(Collected data entries)
⁂
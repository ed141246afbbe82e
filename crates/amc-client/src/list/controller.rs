//! Debounced list synchronization with optimistic write patches.
//!
//! # Design
//! - State lives in a `watch` channel; every transition runs inside one
//!   `send_modify`/`send_if_modified` call so observers never see a torn
//!   update.
//! - Filter and page changes (re)start a debounce timer task. Only the last
//!   change inside the window fires, and the fetch runs in its own task so
//!   aborting a timer never cancels a request already on the wire.
//! - Each fetch takes a sequence number and query changes retire it; only a
//!   fetch issued for the current query may touch `items`, `pagination` or
//!   `last_error`.
//! - Writes for the same entity are not serialized. Overlaps are logged and
//!   each completion is applied in arrival order.
//!
//! Setters spawn tasks and must be called from within a Tokio runtime.

use std::future::Future;
use std::sync::atomic::{AtomicU64, Ordering};
use std::sync::{Arc, Mutex, PoisonError, Weak};
use std::time::Duration;

use amc_api_models::{EntityId, ListQuery, StatusFilter};
use amc_config::ListSettings;
use amc_telemetry::{FetchOutcomeLabel, Metrics};
use tokio::sync::watch;
use tokio::task::JoinHandle;

use crate::error::ApiResult;
use crate::list::entity::ListEntity;
use crate::list::source::ListSource;
use crate::list::state::{self, EntityListState, MutationIntent, MutationKind, MutationTarget};

/// What happened to a completed fetch.
#[derive(Debug, Clone, Copy, PartialEq, Eq)]
pub enum FetchOutcome {
    /// The page replaced the list contents.
    Applied,
    /// A newer fetch was issued meanwhile; the result was dropped.
    Stale,
}

/// Owns the list state for one entity screen.
pub struct ListController<T: ListEntity> {
    inner: Arc<Inner<T>>,
}

struct Inner<T: ListEntity> {
    state: watch::Sender<EntityListState<T>>,
    source: Arc<dyn ListSource<T>>,
    debounce: Duration,
    timer: Mutex<Option<JoinHandle<()>>>,
    next_ticket: AtomicU64,
    metrics: Metrics,
}

impl<T: ListEntity> Drop for Inner<T> {
    fn drop(&mut self) {
        if let Some(timer) = self
            .timer
            .get_mut()
            .unwrap_or_else(PoisonError::into_inner)
            .take()
        {
            timer.abort();
        }
    }
}

impl<T: ListEntity> Clone for ListController<T> {
    fn clone(&self) -> Self {
        Self {
            inner: Arc::clone(&self.inner),
        }
    }
}

impl<T: ListEntity> std::fmt::Debug for ListController<T> {
    fn fmt(&self, f: &mut std::fmt::Formatter<'_>) -> std::fmt::Result {
        f.debug_struct("ListController")
            .field("entity", &T::KIND)
            .field("debounce", &self.inner.debounce)
            .finish_non_exhaustive()
    }
}

impl<T: ListEntity> ListController<T> {
    /// Controller reading pages from `source`.
    #[must_use]
    pub fn new(source: Arc<dyn ListSource<T>>, settings: ListSettings, metrics: Metrics) -> Self {
        let (state, _) = watch::channel(EntityListState::new(settings.page_size));
        Self {
            inner: Arc::new(Inner {
                state,
                source,
                debounce: settings.debounce,
                timer: Mutex::new(None),
                next_ticket: AtomicU64::new(1),
                metrics,
            }),
        }
    }

    /// Observe state changes.
    #[must_use]
    pub fn subscribe(&self) -> watch::Receiver<EntityListState<T>> {
        self.inner.state.subscribe()
    }

    /// Copy of the current state.
    #[must_use]
    pub fn snapshot(&self) -> EntityListState<T> {
        self.inner.state.borrow().clone()
    }

    /// Schedule the initial load after the debounce window.
    pub fn start(&self) {
        self.schedule_fetch();
    }

    /// Change the search text; resets to page 1.
    pub fn set_search(&self, text: impl Into<String>) {
        let text = text.into();
        self.apply_filter(|state| state::set_search(state, &text));
    }

    /// Change the status filter; resets to page 1.
    pub fn set_status(&self, filter: StatusFilter) {
        self.apply_filter(|state| state::set_status_filter(state, filter));
    }

    /// Move to another page.
    pub fn set_page(&self, page: u32) {
        self.apply_filter(|state| state::set_page(state, page));
    }

    /// Change the page size; resets to page 1.
    pub fn set_page_size(&self, page_size: u32) {
        self.apply_filter(|state| state::set_page_size(state, page_size));
    }

    /// Abort a pending debounced fetch, if any.
    pub fn cancel_pending(&self) {
        if let Some(timer) = self.timer_slot().take() {
            timer.abort();
        }
    }

    /// Fetch the current page immediately, bypassing the debounce.
    ///
    /// # Errors
    ///
    /// Returns the fetch error when this was the newest request. A failure of
    /// a superseded request reports [`FetchOutcome::Stale`] instead.
    pub async fn refresh(&self) -> ApiResult<FetchOutcome> {
        let mut seq = 0;
        let mut query = ListQuery::default();
        self.inner.state.send_modify(|state| {
            seq = state::begin_fetch(state);
            query = state.query();
        });
        tracing::debug!(entity = T::KIND, seq, page = query.page, search = %query.search, status = %query.status, "list fetch issued");

        match self.inner.source.fetch_page(&query).await {
            Ok(page) => {
                let applied = self
                    .inner
                    .state
                    .send_if_modified(|state| state::apply_page(state, seq, page));
                Ok(self.record_fetch(seq, applied, FetchOutcomeLabel::Applied))
            }
            Err(err) => {
                let message = err.message_or(&format!("Failed to fetch {}", T::KIND));
                let applied = self
                    .inner
                    .state
                    .send_if_modified(|state| state::apply_failure(state, seq, message));
                if applied {
                    self.record_fetch(seq, true, FetchOutcomeLabel::Failed);
                    tracing::warn!(entity = T::KIND, seq, error = %err, "list fetch failed");
                    Err(err)
                } else {
                    Ok(self.record_fetch(seq, false, FetchOutcomeLabel::Failed))
                }
            }
        }
    }

    /// Run a create call and prepend its result on success.
    ///
    /// # Errors
    ///
    /// Returns the write error; the list is left untouched.
    pub async fn create<F>(&self, write: F) -> ApiResult<T>
    where
        F: Future<Output = ApiResult<T>> + Send,
    {
        let ticket = self.begin_mutation(MutationTarget::New, MutationKind::Create);
        let result = write.await;
        self.inner.state.send_modify(|state| {
            state::finish_mutation(state, ticket);
            if let Ok(item) = &result {
                state::apply_create(state, item.clone());
            }
        });
        self.record_mutation(MutationKind::Create, result.is_ok());
        result
    }

    /// Run an update call and merge its result into the matching row.
    ///
    /// # Errors
    ///
    /// Returns the write error; the list is left untouched.
    pub async fn update<F>(&self, id: EntityId, write: F) -> ApiResult<T>
    where
        F: Future<Output = ApiResult<T>> + Send,
    {
        let ticket = self.begin_mutation(MutationTarget::Existing(id), MutationKind::Update);
        let result = write.await;
        self.inner.state.send_modify(|state| {
            state::finish_mutation(state, ticket);
            if let Ok(item) = &result
                && !state::apply_update(state, item.clone())
            {
                tracing::debug!(entity = T::KIND, id, "updated row not on the current page");
            }
        });
        self.record_mutation(MutationKind::Update, result.is_ok());
        result
    }

    /// Run a delete call and drop the row on success. Emptying a page past the
    /// first steps back one page and schedules a refetch.
    ///
    /// # Errors
    ///
    /// Returns the write error; the list is left untouched.
    pub async fn delete<F>(&self, id: EntityId, write: F) -> ApiResult<()>
    where
        F: Future<Output = ApiResult<()>> + Send,
    {
        let ticket = self.begin_mutation(MutationTarget::Existing(id), MutationKind::Delete);
        let result = write.await;
        let mut refetch = false;
        self.inner.state.send_modify(|state| {
            state::finish_mutation(state, ticket);
            if result.is_ok() {
                refetch = state::apply_delete(state, id);
            }
        });
        self.record_mutation(MutationKind::Delete, result.is_ok());
        if refetch {
            self.schedule_fetch();
        }
        result
    }

    fn apply_filter(&self, change: impl FnOnce(&mut EntityListState<T>) -> bool) {
        if self.inner.state.send_if_modified(change) {
            self.schedule_fetch();
        }
    }

    fn schedule_fetch(&self) {
        let weak: Weak<Inner<T>> = Arc::downgrade(&self.inner);
        let delay = self.inner.debounce;
        let timer = tokio::spawn(async move {
            tokio::time::sleep(delay).await;
            let Some(inner) = weak.upgrade() else {
                return;
            };
            let controller = ListController { inner };
            tokio::spawn(async move {
                // Errors are already recorded in `last_error`.
                let _ = controller.refresh().await;
            });
        });
        if let Some(previous) = self.timer_slot().replace(timer) {
            previous.abort();
        }
    }

    fn timer_slot(&self) -> std::sync::MutexGuard<'_, Option<JoinHandle<()>>> {
        self.inner
            .timer
            .lock()
            .unwrap_or_else(PoisonError::into_inner)
    }

    fn begin_mutation(&self, target: MutationTarget, kind: MutationKind) -> u64 {
        let ticket = self.inner.next_ticket.fetch_add(1, Ordering::Relaxed);
        let intent = MutationIntent {
            target,
            kind,
            ticket,
        };
        let mut duplicate = false;
        self.inner.state.send_modify(|state| {
            duplicate = state::begin_mutation(state, intent);
        });
        if duplicate {
            tracing::warn!(
                entity = T::KIND,
                ?target,
                kind = kind.as_str(),
                "another write for this entity is still in flight"
            );
        }
        ticket
    }

    fn record_fetch(&self, seq: u64, applied: bool, label: FetchOutcomeLabel) -> FetchOutcome {
        if applied {
            self.inner.metrics.inc_list_fetch(T::KIND, label);
            FetchOutcome::Applied
        } else {
            self.inner
                .metrics
                .inc_list_fetch(T::KIND, FetchOutcomeLabel::Stale);
            tracing::debug!(entity = T::KIND, seq, "stale list result discarded");
            FetchOutcome::Stale
        }
    }

    fn record_mutation(&self, kind: MutationKind, succeeded: bool) {
        if succeeded {
            self.inner.metrics.inc_mutation(T::KIND, kind.as_str());
        }
    }
}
⁂
▶ **Required action**: With the line containing "let mut duplicate = false;" as the first and the last line of the records as the final one, print exactly the lines in that span.

▶ **Response for this exercise**:
        let mut duplicate = false;
        self.inner.state.send_modify(|state| {
            duplicate = state::begin_mutation(state, intent);
        });
        if duplicate {
            tracing::warn!(
                entity = T::KIND,
                ?target,
                kind = kind.as_str(),
                "another write for this entity is still in flight"
            );
        }
        ticket
    }

    fn record_fetch(&self, seq: u64, applied: bool, label: FetchOutcomeLabel) -> FetchOutcome {
        if applied {
            self.inner.metrics.inc_list_fetch(T::KIND, label);
            FetchOutcome::Applied
        } else {
            self.inner
                .metrics
                .inc_list_fetch(T::KIND, FetchOutcomeLabel::Stale);
            tracing::debug!(entity = T::KIND, seq, "stale list result discarded");
            FetchOutcome::Stale
        }
    }

    fn record_mutation(&self, kind: MutationKind, succeeded: bool) {
        if succeeded {
            self.inner.metrics.inc_mutation(T::KIND, kind.as_str());
        }
    }
}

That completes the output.